はしかを巡る騒動は、大学野球の春季リーグ戦で18、19両日に予定されていた帝京大対武蔵大の試合が延期になる影響も出た。帝京大の野球部員数人が感染し、部活動が禁止になったためだ。これまでに東京の創価大、上智大も全面休講となり、都立高校で臨時休校になるところも出た。
厚生労働省は5月11日に異例の注意喚起通知を都道府県に出していた。
海外メディアから「なぜいまだに」と皮肉っぽい取材
5月12日から19日まではしかで休講になった上智大学(左)
国立感染症研究所の感染症情報センターは、15歳以上のはしか患者の発生について、全国約450カ所の基幹病院から報告を受けている。15歳以上の患者は、07年に入って4月29日までで130人が確認された。06年は同時期9人、年間を通しても40人だった。05年の同時期は3人。激増ぶりが分かる。

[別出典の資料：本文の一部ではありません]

//! Bit decomposition of keys.
//!
//! A [`KeyCodec`] turns a key into the sequence of left/right choices that
//! locates it in the trie, and turns such a sequence back into a key. The trie
//! itself never inspects keys beyond these calls.

mod cidr;
mod utf16;

pub use cidr::{Cidr4, Cidr4Codec, CidrParseError};
pub use utf16::Utf16Codec;

use std::cmp::Ordering;
use std::fmt;

/// Stateless bit-level view of a key type.
///
/// Bit `0` is the first branch taken below the root. `is_left` returning
/// `false` means the right child.
pub trait KeyCodec<K> {
    /// Number of bits in `key`. Keys with zero bits cannot be stored.
    fn length(&self, key: &K) -> usize;

    fn is_left(&self, key: &K, index: usize) -> bool;

    /// Rebuild a key from its bit path. Must round-trip with
    /// [`length`](Self::length)/[`is_left`](Self::is_left): the trie asserts
    /// that the returned key descends back to the node it came from.
    fn recreate_key(&self, path: &BitPath) -> K;

    /// Total order on keys. Must agree with bit-path order, which is what the
    /// default does.
    fn compare(&self, a: &K, b: &K) -> Ordering {
        compare_bitwise(self, a, b)
    }
}

/// Bit-path order: the first differing bit decides (left before right), and a
/// strict prefix sorts before every key it prefixes.
pub fn compare_bitwise<K, C: KeyCodec<K> + ?Sized>(codec: &C, a: &K, b: &K) -> Ordering {
    let (la, lb) = (codec.length(a), codec.length(b));
    for i in 0..la.min(lb) {
        match (codec.is_left(a, i), codec.is_left(b, i)) {
            (true, false) => return Ordering::Less,
            (false, true) => return Ordering::Greater,
            _ => {}
        }
    }
    la.cmp(&lb)
}

#[inline]
fn bit_byte_index(bit: usize) -> usize {
    bit / 8
}

/// Bit index within its byte, where `0` is the MSB and `7` is the LSB.
#[inline]
fn bit_in_byte_msb0(bit: usize) -> u8 {
    (bit % 8) as u8
}

/// A packed sequence of branch choices, MSB-first within each byte, with a set
/// bit meaning "right". Trailing bits of the last byte are always zero.
#[derive(Clone, Default, PartialEq, Eq, Hash)]
pub struct BitPath {
    bytes: Vec<u8>,
    len: usize,
}

impl BitPath {
    pub fn new() -> Self {
        Self::default()
    }

    pub fn with_capacity(bits: usize) -> Self {
        Self {
            bytes: Vec::with_capacity(bits.div_ceil(8)),
            len: 0,
        }
    }

    /// Encode a whole key.
    pub fn from_key<K, C: KeyCodec<K> + ?Sized>(codec: &C, key: &K) -> Self {
        let n = codec.length(key);
        let mut path = Self::with_capacity(n);
        for i in 0..n {
            path.push(codec.is_left(key, i));
        }
        path
    }

    pub fn push(&mut self, left: bool) {
        if bit_in_byte_msb0(self.len) == 0 {
            self.bytes.push(0);
        }
        if !left {
            let last = self.bytes.len() - 1;
            self.bytes[last] |= 0x80 >> bit_in_byte_msb0(self.len);
        }
        self.len += 1;
    }

    #[inline]
    pub fn len(&self) -> usize {
        self.len
    }

    #[inline]
    pub fn is_empty(&self) -> bool {
        self.len == 0
    }

    /// # Panics
    /// If `index >= self.len()`.
    #[inline]
    pub fn is_left(&self, index: usize) -> bool {
        assert!(index < self.len, "bit {index} out of range for path of {} bits", self.len);
        self.bytes[bit_byte_index(index)] & (0x80 >> bit_in_byte_msb0(index)) == 0
    }

    /// Packed bits, MSB-first. A path of a multiple of 8 bits is exactly the
    /// big-endian byte encoding of the key.
    pub fn as_bytes(&self) -> &[u8] {
        &self.bytes
    }
}

impl fmt::Debug for BitPath {
    fn fmt(&self, f: &mut fmt::Formatter<'_>) -> fmt::Result {
        let bits: String = (0..self.len)
            .map(|i| if self.is_left(i) { '0' } else { '1' })
            .collect();
        write!(f, "BitPath({bits})")
    }
}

07年の130人のうち、20~24歳が最も多く、40歳以上はほとんどいない。3月中旬以降、急増した。東京など関東が多く、長野や宮城県も増えてきた。数は少ないが、大阪府や香川県など西日本の報告もある。
同研究所の話だと、はしかが流行した2001年の同時期は、07年より多い267人の報告があった。今回はそれに比べると、特に患者が多いわけではない。
予防接種を従来の1回だけではなく、効果を確実にするため2回受けるよう推奨するようになったのはようやく06年からだ。1回だけでは免疫力が十分にはつかず、発病することもある。韓国や欧米に比べると10年以上の対策の遅れがあった。そのせいもあって、時々流行が発生してしまうようだ。
日本では予防接種が徹底されていないこともあり、はしかをほぼ制圧した欧米や韓国、豪州などと比べ日本は「はしか対策後進国」と見られている。潜伏期間に海外旅行に行き、国外で発症する日本人の報告が毎年のようにされ、日本ははしかの輸出国だ、という非難の声がある。海外メディアからなぜいまだに日本ははしかを制圧できないのか、と皮肉っぽい取材を受けることもある。
5月17日付けの日経新聞のコラム「春秋」でも、はしかの流行問題を取り上げた。「昔に比べ心強い対策があるというのに、この騒ぎは何とも情けない。だれも負い目を感じないのだろうか」と結んでいる。
ある研究官は「忸怩(じくじ)たる思いはある」と話した。